It was certainly accepted in that belief by the great bulk of Members on this side of the House.


said the two occasions when such declarations might be expected to have been made were the Second Reading and the Third Reading. On the Second Reading he said— We are asked, Will you settle the land question—will you settle the Irish question? Sir, I do not know. And the Prime Minister on the Third Reading said— A settlement of the Irish land question makes it far more probable that we should be able to discuss and consider the many questions—constitutional, political, and religious, racial and financial—upon which, in the past, discussion has been so acrimonious, with a chance of an unbiassed mind. The hon. and learned Member for Water-ford had asked when they would introduce the amending Bill. At the earliest possible moment, and subject only to financial obligations and Imperial necessities. He had no reason to believe that the Bill would be introduced at a late date. A second question asked was, Would it provide a remedy for all the alleged ambiguities?—that was the phrase he chose, because there had been an amount of rumour and gossip in Ireland which certainly exceeded his anticipation. He did not complain, for if they attempted to settle the land question by a loan of £100,000,000 and a grant of £12,000,000, thus affecting the interests, not only of the landlord, but of the tenant, naturally everybody would speculate as to whether things had been definitely and conclusively decided. Therefore he could not quite answer that question. His view was that he ought to decide in an amending Bill all the alleged ambiguities which he thought could reasonably occur to any sensible man in the country. If he were to attempt in an amending Bill to settle all the ambiguities which had been suggested it would be almost as long as the original Act. He was asked, Was there any doubt of the powers of the Estates Commissioners to define an estate? On the whole he thought not, but there might be ambiguity in some directions. The same question was put to him by the hon. Member for South Tyrone, who asked whether, if a landlord with a number of uneconomic holdings, who was also in possession of a large amount of untenanted land, submitted a bargain for the sale of the tenanted land to the Estates Commissioners, were they bound to define it as an estate? He said clearly they were not. He had not a shadow of doubt on that point.
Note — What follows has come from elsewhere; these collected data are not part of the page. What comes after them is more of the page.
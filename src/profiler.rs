//! Beam profiler acquisition pipeline
//!
//! This module provides the live preview loop, the camera mode switch, single-frame
//! capture, intensity reduction, cropping and dual-format (image + text matrix) export.

pub mod camera;
pub mod common;
pub mod export;
pub mod intensity;
pub mod notify;
pub mod session;

pub use common::{
    ProfilerError,
    Result,
};

pub use camera::{
    apply_config,
    ensure_buffer_matches,
    BeamModel,
    Camera,
    CameraConfig,
    ExposureMode,
    FrameBuffer,
    FrameStream,
    Resolution,
    SimulatedCamera,
    RGB_CHANNELS,
};

pub use intensity::{
    center_crop_region,
    mean_channels,
    sum_channels,
    CropRegion,
    FrameStats,
    IntensityImage,
    Quantization,
};

pub use export::{
    normalize_file_name,
    ExportKind,
    ExportTarget,
    ImageFormatKind,
    ImageWriter,
    MatrixWriter,
    SnapshotExporter,
    StandardImageWriter,
    TextMatrixWriter,
    TiffCompression,
};

pub use notify::{
    Notice,
    PreviewSink,
    Severity,
    StatsDisplay,
    StatusSink,
    TracingStatus,
};

pub use session::{
    run_preview,
    ControlHandle,
    ExportNames,
    PreviewStream,
    ProfilerConfig,
    ProfilerConfigBuilder,
    ProfilerController,
    RunSummary,
    SessionState,
    SnapshotPipeline,
    SnapshotReport,
    SnapshotStage,
};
said that would remove a great difficulty.


They are not bound to, but may they?


There is no ambiguity in this Act which would prevent them from exercising the discretionary powers vested in them under this Act.


It is in their discretion.


Certainly. There was not a shadow of doubt on his mind, and that was a point which he did not think need be dealt with. If, however, he was advised that there were doubts which ought to be allayed, that would be another matter. He had no doubt himself that the Commissioners were not bound to pass such an estate, and if they did their duties under the Act they would be bound in such a case to represent that a certain amount of untenanted land should be put into the pool. It must be a matter of discretion. The amount of available untenanted land varied in different parts of Ireland, and it would be unfair to penalise a landlord or his tenant if the former had not the necessary untenanted land at his disposal. It would then be the duty of the Estates Commissioners to endeavour, by purchasing untenanted land elsewhere, to remedy this economic defect. The greatest tribute he had ever received was the assumption which appeared to have been made that this Act ought to have settled the whole of the difficulties in three months. Of course that was quite absurd.


asked whether the right hon. Gentleman had not received legal opinion to the effect that the Commissioners would be bound in such a case to accept the untenanted land as an estate.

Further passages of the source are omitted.